(Saved data entries)
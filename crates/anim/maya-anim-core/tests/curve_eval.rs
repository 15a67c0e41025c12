use approx::assert_abs_diff_eq;
use maya_anim_core::{ChannelCurve, Keyframe};

fn curve(keys: &[(f32, f32)]) -> ChannelCurve {
    ChannelCurve::from_keys(keys.iter().map(|&(t, v)| Keyframe::new(t, v)))
}

#[test]
fn evaluate_returns_key_values_at_key_times() {
    let c = curve(&[(0.0, 1.0), (0.25, -3.0), (1.0, 4.5), (1.5, 2.0)]);
    for key in c.keys() {
        assert_eq!(c.evaluate(key.time), key.value, "at t={}", key.time);
    }
}

#[test]
fn evaluate_clamps_outside_key_range() {
    let c = curve(&[(0.5, 2.0), (1.0, 6.0)]);
    assert_eq!(c.evaluate(-1.0), 2.0);
    assert_eq!(c.evaluate(0.0), 2.0);
    assert_eq!(c.evaluate(1.0001), 6.0);
    assert_eq!(c.evaluate(50.0), 6.0);
}

#[test]
fn two_keys_interpolate_linearly() {
    let c = curve(&[(0.0, 0.0), (1.0, 1.0)]);
    assert_abs_diff_eq!(c.evaluate(0.25), 0.25, epsilon = 1e-6);
    assert_abs_diff_eq!(c.evaluate(0.5), 0.5, epsilon = 1e-6);
    assert_abs_diff_eq!(c.evaluate(0.75), 0.75, epsilon = 1e-6);
}

#[test]
fn interior_tangent_averages_neighbouring_slopes() {
    // Peak key: slopes +10 and -10 cancel, the first key carries slope 10.
    let peak = curve(&[(0.0, 0.0), (1.0, 10.0), (2.0, 0.0)]);
    assert_abs_diff_eq!(peak.evaluate(0.5), 6.25, epsilon = 1e-5);
    assert!(peak.evaluate(0.9) < 10.0);

    // Evenly spaced ramp stays a straight line.
    let ramp = curve(&[(0.0, 0.0), (1.0, 1.0), (2.0, 2.0)]);
    assert_abs_diff_eq!(ramp.evaluate(0.5), 0.5, epsilon = 1e-6);
    assert_abs_diff_eq!(ramp.evaluate(1.5), 1.5, epsilon = 1e-6);

    // Uneven spacing: the middle slope is (1 + 0) / 2, unweighted by time.
    let uneven = curve(&[(0.0, 0.0), (1.0, 1.0), (3.0, 1.0)]);
    assert_abs_diff_eq!(uneven.evaluate(0.5), 0.5625, epsilon = 1e-6);
}

#[test]
fn finalize_turns_single_key_into_hold() {
    let mut c = ChannelCurve::new();
    c.add_keyframe(0.25, 7.5);
    c.finalize_duration(2.0);

    assert_eq!(c.keys(), &[Keyframe::new(0.25, 7.5), Keyframe::new(2.0, 7.5)]);
    for i in 0..=20 {
        let t = 0.25 + (2.0 - 0.25) * (i as f32 / 20.0);
        assert_eq!(c.evaluate(t), 7.5, "at t={t}");
    }
}

#[test]
fn finalize_with_zero_end_time_keeps_degenerate_hold() {
    let mut c = ChannelCurve::constant(0.0, 3.0);
    c.finalize_duration(0.0);
    assert_eq!(c.len(), 2);
    assert_eq!(c.evaluate(0.0), 3.0);
    assert_eq!(c.evaluate(1.0), 3.0);
}

#[test]
fn duplicate_times_do_not_divide_by_zero() {
    let c = curve(&[(0.0, 1.0), (0.5, 2.0), (0.5, 4.0), (1.0, 4.0)]);
    assert!(c.evaluate(0.5).is_finite());
    assert!(c.evaluate(0.49).is_finite());
    assert_eq!(c.evaluate(1.0), 4.0);
}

Activity:
Among the entries above, copy exactly only the lines starting with the one containing "assert_abs_diff_eq!(c.evaluate(0.25), 0.25, epsilon" and going through the one containing "a straight line.", both ends included.

Solution to this exercise:
    assert_abs_diff_eq!(c.evaluate(0.25), 0.25, epsilon = 1e-6);
    assert_abs_diff_eq!(c.evaluate(0.5), 0.5, epsilon = 1e-6);
    assert_abs_diff_eq!(c.evaluate(0.75), 0.75, epsilon = 1e-6);
}

#[test]
fn interior_tangent_averages_neighbouring_slopes() {
    // Peak key: slopes +10 and -10 cancel, the first key carries slope 10.
    let peak = curve(&[(0.0, 0.0), (1.0, 10.0), (2.0, 0.0)]);
    assert_abs_diff_eq!(peak.evaluate(0.5), 6.25, epsilon = 1e-5);
    assert!(peak.evaluate(0.9) < 10.0);

    // Evenly spaced ramp stays a straight line.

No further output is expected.